In De Leeuwentemmer groeit Tsjip op en legt hij zijn grootvader als hij bij hem logeert, het vuur aan de schenen met allerlei vragen waarin vooral een leeuw wordt opgevoerd die volgens hem wel groter of sneller moet zijn dan de hele wereld, andere dieren of oprukkende Duitsers. Laarmans’ kleinzoon krijgt niet voor niets leeuwentemmer als bijnaam. Hij vertelt over zijn kleinzoon in enkele brieven naar zijn zoon Walter die gedurende 6 maanden in Parijs woont en ventileert en passant zijn gevoelens over de nakende Tweede Wereldoorlog. Via dit perspectief volg je het verhaal van de leeuwentemmer.

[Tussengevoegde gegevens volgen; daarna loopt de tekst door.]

impl PageChannel {
    /// Wrap an open file whose length is already a whole number of pages.
    pub fn new(
        file: File,
        format: &'static JetFormat,
        auto_sync: bool,
        read_only: bool,
        codec: Option<Box<dyn PageCodec>>,
    ) -> Result<Self, JetError> {
        let file_size = file
            .metadata()
            .map_err(|e| JetError::Io(format!("Cannot stat database file: {}", e)))?
            .len();

        if file_size % format.page_size as u64 != 0 {
            return Err(JetError::Corrupt(format!(
                "file length {} is not a multiple of the page size {}",
                file_size, format.page_size
            )));
        }

        Ok(PageChannel {
            file: Some(file),
            format,
            page_count: (file_size / format.page_size as u64) as u32,
            auto_sync,
            read_only: read_only || format.read_only,
            codec,
            global_free: None,
        })
    }

    /// Install the database's global free-page map. Until this is called,
    /// allocation always extends the file and deallocation only stamps the
    /// invalid marker.
    pub fn set_global_free_map(&mut self, map: UsageMap) {
        self.global_free = Some(map);
    }

    /// The format this channel was opened with.
    pub fn format(&self) -> &'static JetFormat {
        self.format
    }

    /// Page size in bytes.
    pub fn page_size(&self) -> usize {
        self.format.page_size
    }

    /// Number of pages currently in the file.
    pub fn page_count(&self) -> u32 {
        self.page_count
    }

    /// True when every write is refused.
    pub fn is_read_only(&self) -> bool {
        self.read_only
    }

    /// A fresh zeroed buffer of one page.
    pub fn new_page_buffer(&self) -> Vec<u8> {
        vec![0u8; self.format.page_size]
    }

    fn file_mut(&mut self) -> Result<&mut File, JetError> {
        self.file.as_mut().ok_or(JetError::Closed)
    }

    fn check_page_number(&self, page_number: u32) -> Result<(), JetError> {
        if page_number as i32 <= INVALID_PAGE_NUMBER || page_number >= self.page_count {
            return Err(JetError::Argument(format!(
                "page {} out of range (database has {} pages)",
                page_number, self.page_count
            )));
        }
        Ok(())
    }

    fn check_writable(&self) -> Result<(), JetError> {
        if self.file.is_none() {
            return Err(JetError::Closed);
        }
        if self.read_only {
            return Err(JetError::Unsupported("read-only format".to_string()));
        }
        Ok(())
    }

    /// Read page `page_number` into `buf` (must be exactly one page long).
    pub fn read_page(&mut self, page_number: u32, buf: &mut [u8]) -> Result<(), JetError> {
        self.check_page_number(page_number)?;
        let page_size = self.format.page_size;
        if buf.len() != page_size {
            return Err(JetError::Argument(format!(
                "page buffer is {} bytes, expected {}",
                buf.len(),
                page_size
            )));
        }

        let offset = page_number as u64 * page_size as u64;
        let file = self.file_mut()?;
        file.seek(SeekFrom::Start(offset))
            .map_err(|e| JetError::Io(format!("Cannot seek to page {}: {}", page_number, e)))?;
        file.read_exact(buf)
            .map_err(|e| JetError::Io(format!("Cannot read page {}: {}", page_number, e)))?;

        if let Some(codec) = &self.codec {
            codec.decode_page(buf, page_number)?;
        }
        Ok(())
    }

    /// Write a whole page.
    pub fn write_page(&mut self, page_number: u32, buf: &[u8]) -> Result<(), JetError> {
        self.write_page_at(page_number, 0, buf)
    }

    /// Write `buf` at `offset` within page `page_number`.
    ///
    /// Sub-page writes bypass the page codec; callers that installed a
    /// codec must write whole pages.
    pub fn write_page_at(
        &mut self,
        page_number: u32,
        offset: usize,
        buf: &[u8],
    ) -> Result<(), JetError> {
        self.check_writable()?;
        self.check_page_number(page_number)?;
        let page_size = self.format.page_size;
        if offset + buf.len() > page_size {
            return Err(JetError::Argument(format!(
                "write of {} bytes at offset {} exceeds the page size",
                buf.len(),
                offset
            )));
        }

        let end = page_number as u64 * page_size as u64 + (offset + buf.len()) as u64;
        if end > self.format.max_database_size {
            return Err(JetError::DatabaseFull(format!(
                "write past the {}-byte maximum",
                self.format.max_database_size
            )));
        }

        let encoded;
        let data: &[u8] = if offset == 0 && buf.len() == page_size {
            if let Some(codec) = &self.codec {
                let mut tmp = buf.to_vec();
                codec.encode_page(&mut tmp, page_number)?;
                encoded = tmp;
                &encoded
            } else {
                buf
            }
        } else {
            if self.codec.is_some() {
                return Err(JetError::Argument(
                    "sub-page writes are not valid with a page codec installed".to_string(),
                ));
            }
            buf
        };

        let file_offset = page_number as u64 * page_size as u64 + offset as u64;
        let auto_sync = self.auto_sync;
        let file = self.file_mut()?;
        file.seek(SeekFrom::Start(file_offset))
            .map_err(|e| JetError::Io(format!("Cannot seek to page {}: {}", page_number, e)))?;
        file.write_all(data)
            .map_err(|e| JetError::Io(format!("Cannot write page {}: {}", page_number, e)))?;
        if auto_sync {
            file.sync_data()
                .map_err(|e| JetError::Io(format!("Cannot sync page {}: {}", page_number, e)))?;
        }
        Ok(())
    }

    /// Allocate a page: reuse one from the global free-page pool when
    /// possible, otherwise extend the file by one page. Returns the page
    /// number; the contents are undefined until the caller stamps them.
    ///
    /// The extension writes a single byte at the end of the new page so the
    /// file actually grows.
    pub fn allocate_page(&mut self) -> Result<u32, JetError> {
        self.check_writable()?;
        if let Some(mut map) = self.global_free.take() {
            let reusable = map
                .pages()
                .into_iter()
                .find(|&p| p > PAGE_SYSTEM_CATALOG && p < self.page_count);
            let result = match reusable {
                Some(page) => map.remove_page(self, page).map(|_| Some(page)),
                None => Ok(None),
            };
            self.global_free = Some(map);
            if let Some(page) = result? {
                debug!("reused free page {}", page);
                return Ok(page);
            }
        }
        let page_size = self.format.page_size;
        let new_number = self.page_count;
        let new_end = (new_number as u64 + 1) * page_size as u64;
        if new_end > self.format.max_database_size {
            return Err(JetError::DatabaseFull(format!(
                "cannot grow past the {}-byte maximum",
                self.format.max_database_size
            )));
        }

        let auto_sync = self.auto_sync;
        let file = self.file_mut()?;
        file.seek(SeekFrom::Start(new_end - 1))
            .map_err(|e| JetError::Io(format!("Cannot seek for page allocation: {}", e)))?;
        file.write_all(&[0u8])
            .map_err(|e| JetError::Io(format!("Cannot extend file: {}", e)))?;
        if auto_sync {
            file.sync_data()
                .map_err(|e| JetError::Io(format!("Cannot sync extension: {}", e)))?;
        }

        self.page_count += 1;
        debug!("allocated page {}", new_number);
        Ok(new_number)
    }

    /// Overwrite the head of a page with the deallocated marker.
    ///
    /// Most callers want [`PageChannel::deallocate_page`], which also
    /// returns the page to the global free map.
    pub fn invalidate_page(&mut self, page_number: u32) -> Result<(), JetError> {
        self.write_page_at(page_number, 0, &DEALLOCATED_MARKER)
    }

    /// Deallocate a page: stamp the invalid marker and hand the page back
    /// to the global free-page pool.
    pub fn deallocate_page(&mut self, page_number: u32) -> Result<(), JetError> {
        self.invalidate_page(page_number)?;
        if let Some(mut map) = self.global_free.take() {
            let result = map.add_page(self, page_number);
            self.global_free = Some(map);
            result?;
        }
        debug!("deallocated page {}", page_number);
        Ok(())
    }

    /// Force all outstanding writes to disk.
    pub fn flush(&mut self) -> Result<(), JetError> {
        self.file_mut()?
            .sync_all()
            .map_err(|e| JetError::Io(format!("Cannot flush database file: {}", e)))
    }

    /// Flush and release the underlying file. Further operations return
    /// [`JetError::Closed`].
    pub fn close(&mut self) -> Result<(), JetError> {
        if self.file.is_some() {
            // a read-only channel has nothing to flush
            if !self.read_only {
                self.flush()?;
            }
            self.file = None;
        }
        Ok(())
    }
}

Die leeuwentemmer woont met zijn ouders in Polen. Als de relatie tussen Adele en Bennek op de klippen loopt, neemt ze haar zoon mee naar haar oude thuis. Als hij voor een tweede keer naar haar ex-man wordt gestuurd , laten Bennek en zijn familie hem niet meer vertrekken en begint het getouwtrek om de jongen. Als het er aan de vooravond van de Tweede Wereldoorlog naar uitziet dat Duitsland Polen gaat binnenvallen, wordt Adele met volmacht en al door de ‘familiekrijgsraad’ uitgezonden om de leeuwentemmer terug te krijgen.

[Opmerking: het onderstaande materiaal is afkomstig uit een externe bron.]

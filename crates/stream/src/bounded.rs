//! Fixed-capacity maps that refuse work instead of growing.

use std::{collections::HashMap, hash::Hash};

/// Returned by [`BoundedMap::try_insert`] when the map is full.
#[derive(Debug, Clone, Copy, PartialEq, Eq)]
pub struct Exhausted {
    pub capacity: usize,
}

/// A `HashMap` with a hard entry limit.
///
/// Inserting a new key into a full map fails; replacing an existing key
/// always succeeds.
#[derive(Debug)]
pub struct BoundedMap<K, V> {
    entries: HashMap<K, V>,
    capacity: usize,
}

impl<K: Eq + Hash, V> BoundedMap<K, V> {
    pub fn new(capacity: usize) -> Self {
        Self {
            entries: HashMap::new(),
            capacity,
        }
    }

    pub fn capacity(&self) -> usize {
        self.capacity
    }

    pub fn len(&self) -> usize {
        self.entries.len()
    }

    pub fn is_empty(&self) -> bool {
        self.entries.is_empty()
    }

    pub fn is_full(&self) -> bool {
        self.entries.len() >= self.capacity
    }

    pub fn get(&self, key: &K) -> Option<&V> {
        self.entries.get(key)
    }

    pub fn get_mut(&mut self, key: &K) -> Option<&mut V> {
        self.entries.get_mut(key)
    }

    pub fn contains_key(&self, key: &K) -> bool {
        self.entries.contains_key(key)
    }

    pub fn try_insert(&mut self, key: K, value: V) -> Result<Option<V>, Exhausted> {
        if !self.entries.contains_key(&key) && self.is_full() {
            return Err(Exhausted {
                capacity: self.capacity,
            });
        }
        Ok(self.entries.insert(key, value))
    }

    pub fn remove(&mut self, key: &K) -> Option<V> {
        self.entries.remove(key)
    }

    pub fn retain(&mut self, f: impl FnMut(&K, &mut V) -> bool) {
        self.entries.retain(f);
    }

    pub fn iter(&self) -> impl Iterator<Item = (&K, &V)> {
        self.entries.iter()
    }

    pub fn values(&self) -> impl Iterator<Item = &V> {
        self.entries.values()
    }
}
//! Shared wire types for durastream.
//!
//! Both the server (`durastream`) and the client SDK (`durastream-sdk`) depend
//! on this crate so that offsets, header names and session descriptors are
//! encoded identically on both ends of the wire.

pub mod headers;
pub mod offset;
pub mod session;

pub use offset::{MalformedOffset, Offset, START_SENTINEL};
pub use session::{DeliveryMode, SessionInfo};

/// Content type assigned to streams created without one.
pub const DEFAULT_CONTENT_TYPE: &str = "application/octet-stream";
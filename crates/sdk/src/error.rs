use reqwest::StatusCode;
use serde::Deserialize;
use thiserror::Error;

/// Errors that can occur talking to a durable streams server
#[derive(Error, Debug)]
pub enum ClientError {
    /// The server answered with an error status
    #[error("Server returned {status} ({code}): {message}")]
    Status {
        status: StatusCode,
        code: String,
        message: String,
    },

    /// A response was missing a header the protocol requires
    #[error("Missing response header: {0}")]
    MissingHeader(&'static str),

    /// Malformed offset in a response or argument
    #[error(transparent)]
    Offset(#[from] durastream_types::MalformedOffset),

    /// Connection error (failed to open an SSE stream)
    #[error("Connection error: {0}")]
    Connection(String),

    /// HTTP error from reqwest
    #[error("HTTP error: {0}")]
    Http(#[from] reqwest::Error),

    /// Serialization error
    #[error("Serialization error: {0}")]
    Serialization(#[from] serde_json::Error),

    /// Follower stopped
    #[error("Reader closed")]
    Closed,
}

impl ClientError {
    /// HTTP status of a server-side failure.
    pub fn status(&self) -> Option<StatusCode> {
        match self {
            ClientError::Status { status, .. } => Some(*status),
            ClientError::Http(e) => e.status(),
            _ => None,
        }
    }

    /// Whether the stream (or the requested instance of it) is gone.
    pub fn is_not_found(&self) -> bool {
        self.status() == Some(StatusCode::NOT_FOUND)
    }

    /// Build from an error response body of the form
    /// `{"error": {"code": .., "message": ..}}`.
    pub(crate) fn from_body(status: StatusCode, body: &[u8]) -> Self {
        #[derive(Deserialize)]
        struct Envelope {
            error: Detail,
        }
        #[derive(Deserialize)]
        struct Detail {
            code: String,
            message: String,
        }

        match serde_json::from_slice::<Envelope>(body) {
            Ok(Envelope { error }) => ClientError::Status {
                status,
                code: error.code,
                message: error.message,
            },
            Err(_) => ClientError::Status {
                status,
                code: "unknown".to_string(),
                message: String::from_utf8_lossy(body).into_owned(),
            },
        }
    }
}

/// Result type alias for client operations
pub type Result<T> = std::result::Result<T, ClientError>;

#[cfg(test)]
mod tests {
    use super::*;

    #[test]
    fn test_from_body_parses_envelope() {
        let err = ClientError::from_body(
            StatusCode::CONFLICT,
            br#"{"error":{"code":"already_exists","message":"content type differs"}}"#,
        );
        match err {
            ClientError::Status { status, code, .. } => {
                assert_eq!(status, StatusCode::CONFLICT);
                assert_eq!(code, "already_exists");
            }
            other => panic!("unexpected error: {other:?}"),
        }
    }

    #[test]
    fn test_from_body_keeps_plain_text() {
        let err = ClientError::from_body(StatusCode::BAD_GATEWAY, b"upstream down");
        assert_eq!(err.status(), Some(StatusCode::BAD_GATEWAY));
        assert!(err.to_string().contains("upstream down"));
        assert!(!err.is_not_found());
    }
}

Elsschot mag dan wel geschreven hebben dat dit boek ‘zonder inhoud’ was en slechts over het dagelijkse reilen en zeilen in een eenvoudige familie gaat, het boek is opnieuw voorzien van een mooie literaire spanningsboog en niet alleen de familie is een belangrijk thema. Het is ook doorspekt met referenties naar de naderende Tweede Wereldoorlog en het Verdrag van Versailles. Elsschot nam niet voor niets veel militaire en scheepvaartmetaforen op in dit boek. Op het schip van zijn gezin draagt zijn vrouw overigens de broek, maar brengt hij het brood op de plank:
“Ik breng het geld in huis en mijn vrouw verdeelt het in de vorm van voedsel en wat er verder nodig is om in ‘t leven te blijven en er als mensen uit te zien. Zij zorgt voor reinheid van lichaam en ziel, kijkt vorsend ieders klederen en ieders geweten na, roept tot de orde als het niet anders kan en biedt ons haar tranen als laatste argument om elk van ons te doen volharden in ‘t vervullen van zijn plicht.”

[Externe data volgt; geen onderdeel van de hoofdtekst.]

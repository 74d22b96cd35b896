//! Actor directory.
//!
//! Maps stream keys to their actor handles. Writers that create a stream
//! spawn its actor on first use; every other operation on an unknown key
//! fails fast with `NotFound` without spawning anything. Actors whose stream
//! is gone remove themselves after [`StreamManager::retire_idle`], so the
//! directory only holds keys that are live or were touched recently.

use std::{
    collections::HashMap,
    sync::{Arc, atomic::AtomicU64},
    time::Duration,
};

use bytes::Bytes;
use parking_lot::RwLock;
use tokio::{sync::oneshot, time::timeout};
use tracing::{debug, info};

use crate::{
    actor::{Command, Directory, Retired, Retirement, StreamActor, StreamHandle},
    error::ApiError,
    types::{
        AppendOutcome, CreateOptions, CreateOutcome, ReadFrom, ReadResult, StreamKey, StreamMeta,
    },
};

/// Default mailbox depth of each stream actor.
pub const DEFAULT_MAILBOX: usize = 256;

/// Default idle time before an actor without a live stream retires.
pub const DEFAULT_RETIRE_IDLE: Duration = Duration::from_secs(1);

/// Upper bounds applied to every read.
#[derive(Debug, Clone, Copy)]
pub struct ReadLimits {
    pub max_records: usize,
    pub max_bytes: usize,
}

impl Default for ReadLimits {
    fn default() -> Self {
        Self {
            max_records: 1000,
            max_bytes: 8 * 1024 * 1024,
        }
    }
}

/// Routes stream operations to the owning actor.
pub struct StreamManager {
    actors: Arc<Directory>,
    /// Lowest epoch a freshly spawned actor may use.
    epoch_floor: Arc<AtomicU64>,
    mailbox: usize,
    limits: ReadLimits,
    retire_idle: Duration,
}

impl Default for StreamManager {
    fn default() -> Self {
        Self::new(DEFAULT_MAILBOX, ReadLimits::default())
    }
}

impl StreamManager {
    pub fn new(mailbox: usize, limits: ReadLimits) -> Self {
        Self {
            actors: Arc::new(RwLock::new(HashMap::new())),
            epoch_floor: Arc::new(AtomicU64::new(0)),
            mailbox,
            limits,
            retire_idle: DEFAULT_RETIRE_IDLE,
        }
    }

    pub fn with_retire_idle(mut self, idle: Duration) -> Self {
        self.retire_idle = idle;
        self
    }

    pub fn limits(&self) -> ReadLimits {
        self.limits
    }

    pub fn retire_idle(&self) -> Duration {
        self.retire_idle
    }

    /// Get the actor for `key`, spawning it if needed.
    pub fn get_or_spawn(&self, key: &StreamKey) -> StreamHandle {
        // Fast path: read lock
        {
            let actors = self.actors.read();
            if let Some(handle) = actors.get(key)
                && !handle.is_closed()
            {
                return handle.clone();
            }
        }

        // Slow path: write lock
        let mut actors = self.actors.write();
        if let Some(handle) = actors.get(key)
            && !handle.is_closed()
        {
            return handle.clone();
        }

        let handle = StreamActor::spawn_retiring(
            key.clone(),
            self.mailbox,
            Retirement {
                directory: Arc::downgrade(&self.actors),
                epoch_floor: self.epoch_floor.clone(),
                idle: self.retire_idle,
            },
        );
        debug!(stream = %key, "Spawned stream actor");
        actors.insert(key.clone(), handle.clone());
        handle
    }

    /// Handle of an existing actor.
    pub fn existing(&self, key: &StreamKey) -> Result<StreamHandle, ApiError> {
        self.actors
            .read()
            .get(key)
            .filter(|handle| !handle.is_closed())
            .cloned()
            .ok_or_else(|| ApiError::not_found(key.to_string()))
    }

    /// Run one command against the actor of `key`.
    ///
    /// A handle looked up just before its actor retired answers [`Retired`];
    /// the lookup is repeated, which either finds a fresh actor or none.
    async fn dispatch<T>(
        &self,
        key: &StreamKey,
        spawn: bool,
        build: impl Fn(oneshot::Sender<T>) -> Command,
    ) -> Result<T, ApiError> {
        for _ in 0..3 {
            let handle = if spawn {
                self.get_or_spawn(key)
            } else {
                self.existing(key)?
            };
            match handle.call(&build).await {
                Ok(value) => return Ok(value),
                Err(Retired) => debug!(stream = %key, "Stream actor retired mid-request"),
            }
        }
        Err(ApiError::internal(format!("stream actor for {key} keeps retiring")))
    }

    pub async fn create(
        &self,
        key: &StreamKey,
        options: CreateOptions,
    ) -> Result<CreateOutcome, ApiError> {
        self.dispatch(key, true, |reply| Command::Create {
            options: options.clone(),
            reply,
        })
        .await?
    }

    pub async fn append(
        &self,
        key: &StreamKey,
        data: Bytes,
        content_type: Option<String>,
        seq: Option<String>,
    ) -> Result<AppendOutcome, ApiError> {
        self.dispatch(key, false, |reply| Command::Append {
            data: data.clone(),
            content_type: content_type.clone(),
            seq: seq.clone(),
            reply,
        })
        .await?
    }

    /// Catch-up read: returns whatever is available right now.
    pub async fn read(
        &self,
        key: &StreamKey,
        from: ReadFrom,
        limit: Option<usize>,
    ) -> Result<ReadResult, ApiError> {
        let max_records = limit
            .unwrap_or(self.limits.max_records)
            .clamp(1, self.limits.max_records);
        self.dispatch(key, false, |reply| Command::Read {
            from,
            max_records,
            max_bytes: self.limits.max_bytes,
            reply,
        })
        .await?
    }

    /// Read, waiting up to `wait` for records past `from` if caught up.
    ///
    /// Returns `Ok(None)` when the wait elapses with nothing new.
    pub async fn long_poll(
        &self,
        key: &StreamKey,
        from: ReadFrom,
        limit: Option<usize>,
        wait: Duration,
    ) -> Result<Option<ReadResult>, ApiError> {
        let handle = self.existing(key)?;
        let mut tail = handle.watch_tail();

        let first = self.read(key, from, limit).await?;
        if !first.records.is_empty() {
            return Ok(Some(first));
        }

        let position = first.next_offset;
        // Only the liveness flag leaves the closure; the watch guard must not
        // outlive it.
        let woke = timeout(
            wait,
            tail.wait_for(|state| !state.live || state.tail > position),
        )
        .await
        .map(|changed| changed.map(|state| state.live));

        match woke {
            Err(_) => Ok(None),
            Ok(Err(_)) | Ok(Ok(false)) => Err(ApiError::not_found(key.to_string())),
            Ok(Ok(true)) => {
                let result = self.read(key, ReadFrom::At(position), limit).await?;
                Ok((!result.records.is_empty()).then_some(result))
            }
        }
    }

    pub async fn meta(&self, key: &StreamKey) -> Result<StreamMeta, ApiError> {
        self.dispatch(key, false, |reply| Command::Meta { reply })
            .await?
    }

    pub async fn delete(&self, key: &StreamKey) -> Result<(), ApiError> {
        let existed = match self
            .dispatch(key, false, |reply| Command::Delete { reply })
            .await
        {
            Ok(existed) => existed,
            Err(ApiError::NotFound(_)) => false,
            Err(e) => return Err(e),
        };
        if !existed {
            return Err(ApiError::not_found(key.to_string()));
        }
        info!(stream = %key, "Deleted stream");
        Ok(())
    }

    /// Number of stream keys with a running actor.
    pub fn actor_count(&self) -> usize {
        self.actors
            .read()
            .values()
            .filter(|handle| !handle.is_closed())
            .count()
    }
}

#[cfg(test)]
mod tests {
    use durastream_types::Offset;

    use super::*;

    fn key() -> StreamKey {
        StreamKey::new("acme", "orders")
    }

    #[tokio::test]
    async fn test_unknown_key_does_not_spawn() {
        let manager = StreamManager::default();
        assert!(matches!(
            manager.read(&key(), ReadFrom::Start, None).await,
            Err(ApiError::NotFound(_))
        ));
        assert!(matches!(
            manager
                .append(&key(), Bytes::from_static(b"x"), None, None)
                .await,
            Err(ApiError::NotFound(_))
        ));
        assert_eq!(manager.actor_count(), 0);
    }

    #[tokio::test]
    async fn test_same_key_same_actor() {
        let manager = StreamManager::default();
        manager.create(&key(), CreateOptions::default()).await.unwrap();
        manager
            .append(&key(), Bytes::from_static(b"a"), None, None)
            .await
            .unwrap();
        manager.create(&StreamKey::new("other", "orders"), CreateOptions::default())
            .await
            .unwrap();

        let result = manager.read(&key(), ReadFrom::Start, None).await.unwrap();
        assert_eq!(result.records.len(), 1);
        assert_eq!(manager.actor_count(), 2);
    }

    #[tokio::test]
    async fn test_limit_is_clamped() {
        let manager = StreamManager::new(
            8,
            ReadLimits {
                max_records: 2,
                ..Default::default()
            },
        );
        manager.create(&key(), CreateOptions::default()).await.unwrap();
        for _ in 0..3 {
            manager
                .append(&key(), Bytes::from_static(b"a"), None, None)
                .await
                .unwrap();
        }
        let result = manager.read(&key(), ReadFrom::Start, Some(50)).await.unwrap();
        assert_eq!(result.records.len(), 2);
        let result = manager.read(&key(), ReadFrom::Start, Some(0)).await.unwrap();
        assert_eq!(result.records.len(), 1);
    }

    #[tokio::test(start_paused = true)]
    async fn test_long_poll_times_out_empty() {
        let manager = StreamManager::default();
        manager.create(&key(), CreateOptions::default()).await.unwrap();
        let result = manager
            .long_poll(&key(), ReadFrom::Start, None, Duration::from_millis(500))
            .await
            .unwrap();
        assert!(result.is_none());
    }

    #[tokio::test]
    async fn test_long_poll_wakes_on_append() {
        let manager = std::sync::Arc::new(StreamManager::default());
        manager.create(&key(), CreateOptions::default()).await.unwrap();

        let waiter = {
            let manager = manager.clone();
            tokio::spawn(async move {
                manager
                    .long_poll(&key(), ReadFrom::Start, None, Duration::from_secs(10))
                    .await
            })
        };
        tokio::task::yield_now().await;
        manager
            .append(&key(), Bytes::from_static(b"hello"), None, None)
            .await
            .unwrap();

        let result = waiter.await.unwrap().unwrap().unwrap();
        assert_eq!(&result.records[0].data[..], b"hello");
        assert_eq!(result.next_offset, Offset::new(0, 1));
    }

    #[tokio::test]
    async fn test_delete_missing_is_not_found() {
        let manager = StreamManager::default();
        assert!(manager.delete(&key()).await.is_err());
        manager.create(&key(), CreateOptions::default()).await.unwrap();
        assert!(manager.delete(&key()).await.is_ok());
        assert!(manager.delete(&key()).await.is_err());
    }

    #[tokio::test(start_paused = true)]
    async fn test_expired_actors_retire_without_reusing_epochs() {
        let manager = StreamManager::default();
        let short = CreateOptions {
            ttl_seconds: Some(1),
            ..Default::default()
        };
        for i in 0..100 {
            manager
                .create(&StreamKey::new("acme", format!("s{i}")), short.clone())
                .await
                .unwrap();
        }
        manager.create(&key(), short.clone()).await.unwrap();
        assert_eq!(manager.actor_count(), 101);

        tokio::time::sleep(Duration::from_millis(1500)).await;
        manager.create(&key(), short).await.unwrap();
        assert_eq!(manager.meta(&key()).await.unwrap().tail, Offset::new(1, 0));

        tokio::time::sleep(Duration::from_secs(5)).await;
        assert_eq!(manager.actor_count(), 0);
        assert!(matches!(
            manager.read(&key(), ReadFrom::Start, None).await,
            Err(ApiError::NotFound(_))
        ));

        manager.create(&key(), CreateOptions::default()).await.unwrap();
        assert_eq!(manager.actor_count(), 1);
        assert_eq!(manager.meta(&key()).await.unwrap().tail, Offset::new(2, 0));
    }

    #[tokio::test(start_paused = true)]
    async fn test_live_streams_never_retire() {
        let manager = StreamManager::default().with_retire_idle(Duration::from_millis(10));
        manager.create(&key(), CreateOptions::default()).await.unwrap();
        tokio::time::sleep(Duration::from_secs(60)).await;
        assert_eq!(manager.actor_count(), 1);

        manager.delete(&key()).await.unwrap();
        tokio::time::sleep(Duration::from_millis(50)).await;
        assert_eq!(manager.actor_count(), 0);
        assert!(manager.delete(&key()).await.is_err());
    }
}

Als je het boek aandachtig leest, komt die extra laag over de dreigende oorlog duidelijk aan de oppervlakte. Ook de religie en de kerk, (omgekeerde) migratie, en klassentegenstellingen tussen het vrijere gezin van Adele en de veeleer formele, conservatieve familie van Bennek komen als thema’s opnieuw aan bod in dit boek zoals in zijn vroegere werk.
Elsschots kenmerkende humoristische schrijfstijl en het bondige taalgebruik dat nochtans doorspekt is van metaforen, verhullen niet dat dit een intens en meeslepend boek is geworden waarin we een totaal andere kant van deze auteur leren kennen: die van de familieman die open bloeit als opa. Tsjip/De leeuwentemmer is opnieuw kenmerkend voor Elsschots werk en tegelijkertijd een gevoelig boek dat menige snaar zal raken.